* **Materials provided**
________________________________________

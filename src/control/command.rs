//! # Control command grammar.
//!
//! One line of REPL input parses into one [`Command`]. Parsing is strict:
//! wrong arity or an unknown verb produces a one-line usage hint and no
//! state change.

use std::fmt;

/// What a start/stop/restart acts on.
#[derive(Debug, Clone, PartialEq, Eq)]
pub enum Target {
    /// Every program.
    All,
    /// One program by name (all of its replicas).
    Program(String),
}

impl fmt::Display for Target {
    fn fmt(&self, f: &mut fmt::Formatter<'_>) -> fmt::Result {
        match self {
            Target::All => write!(f, "all"),
            Target::Program(name) => write!(f, "{name}"),
        }
    }
}

/// A parsed control-plane command.
#[derive(Debug, Clone, PartialEq, Eq)]
pub enum Command {
    /// `status [name]`
    Status {
        /// Restrict output to one program.
        program: Option<String>,
    },
    /// `start <name>|all`
    Start {
        /// Program(s) to start.
        target: Target,
    },
    /// `stop <name>|all`
    Stop {
        /// Program(s) to stop.
        target: Target,
    },
    /// `restart <name>|all`
    Restart {
        /// Program(s) to restart.
        target: Target,
    },
    /// `reload` — re-read the configuration file and reconcile.
    Reload,
    /// `help`
    Help,
    /// `exit` / `quit` — orderly shutdown.
    Shutdown,
}

/// Usage text printed by `help` and after EOF-free parse errors.
pub const USAGE: &str = "\
commands:
  status [name]          show worker states
  start <name>|all       start a program's workers
  stop <name>|all        stop a program's workers
  restart <name>|all     stop, then start again
  reload                 re-read the configuration file
  help                   show this text
  exit | quit            stop everything and leave";

impl Command {
    /// Parses one input line. `Err` carries a one-line usage hint.
    pub fn parse(line: &str) -> Result<Self, String> {
        let mut words = line.split_whitespace();
        let verb = words.next().ok_or("type 'help' for commands")?;
        let arg = words.next();
        if words.next().is_some() {
            return Err(format!("too many arguments; usage: {}", usage_of(verb)));
        }

        match (verb, arg) {
            ("status", program) => Ok(Command::Status {
                program: program.map(str::to_string),
            }),
            ("start", Some(t)) => Ok(Command::Start { target: target(t) }),
            ("stop", Some(t)) => Ok(Command::Stop { target: target(t) }),
            ("restart", Some(t)) => Ok(Command::Restart { target: target(t) }),
            ("start" | "stop" | "restart", None) => {
                Err(format!("usage: {}", usage_of(verb)))
            }
            ("reload", None) => Ok(Command::Reload),
            ("help", None) => Ok(Command::Help),
            ("exit" | "quit", None) => Ok(Command::Shutdown),
            ("reload" | "help" | "exit" | "quit", Some(_)) => {
                Err(format!("usage: {verb}"))
            }
            (unknown, _) => Err(format!(
                "unknown command '{unknown}'; type 'help' for commands"
            )),
        }
    }
}

fn target(word: &str) -> Target {
    if word == "all" {
        Target::All
    } else {
        Target::Program(word.to_string())
    }
}

fn usage_of(verb: &str) -> String {
    match verb {
        "status" => "status [name]".to_string(),
        "start" | "stop" | "restart" => format!("{verb} <name>|all"),
        other => other.to_string(),
    }
}

#[cfg(test)]
mod tests {
    use super::*;

    #[test]
    fn status_with_and_without_a_name() {
        assert_eq!(
            Command::parse("status").unwrap(),
            Command::Status { program: None }
        );
        assert_eq!(
            Command::parse("status web").unwrap(),
            Command::Status {
                program: Some("web".into())
            }
        );
    }

    #[test]
    fn lifecycle_verbs_take_a_name_or_all() {
        assert_eq!(
            Command::parse("start web").unwrap(),
            Command::Start {
                target: Target::Program("web".into())
            }
        );
        assert_eq!(
            Command::parse("stop all").unwrap(),
            Command::Stop {
                target: Target::All
            }
        );
        assert_eq!(
            Command::parse("restart web").unwrap(),
            Command::Restart {
                target: Target::Program("web".into())
            }
        );
    }

    #[test]
    fn missing_target_is_a_usage_hint() {
        let err = Command::parse("start").unwrap_err();
        assert!(err.contains("usage"));
    }

    #[test]
    fn exit_and_quit_are_synonyms() {
        assert_eq!(Command::parse("exit").unwrap(), Command::Shutdown);
        assert_eq!(Command::parse("quit").unwrap(), Command::Shutdown);
    }

    #[test]
    fn unknown_verbs_point_at_help() {
        let err = Command::parse("launch web").unwrap_err();
        assert!(err.contains("unknown command"));
    }

    #[test]
    fn extra_arguments_are_rejected() {
        assert!(Command::parse("stop web now").is_err());
        assert!(Command::parse("reload please").is_err());
    }

    #[test]
    fn whitespace_is_insignificant() {
        assert_eq!(
            Command::parse("  restart   all  ").unwrap(),
            Command::Restart {
                target: Target::All
            }
        );
    }
}
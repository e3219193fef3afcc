//! Configuration: the validated program set the supervisor runs from.
//!
//! ## Contents
//! - [`ProgramSpec`], [`Sink`], [`SinkMode`], [`RunAs`] the validated data
//!   model, including the process-image [`fingerprint`](ProgramSpec::fingerprint)
//! - [`Config`] YAML loading, strict validation, documented defaults
//!
//! Loading is side-effect free: a reload parses and validates the whole
//! file before the supervisor mutates anything, so a bad file never
//! disturbs the running set.

mod file;
mod program;

pub use file::Config;
pub use program::{ProgramSpec, RunAs, Sink, SinkMode};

________________________________________

* **Task to carry out**
Where a line in the records above includes the string "supervisor", show it.

* **Your solution**
//! Configuration: the validated program set the supervisor runs from.
//! file before the supervisor mutates anything, so a bad file never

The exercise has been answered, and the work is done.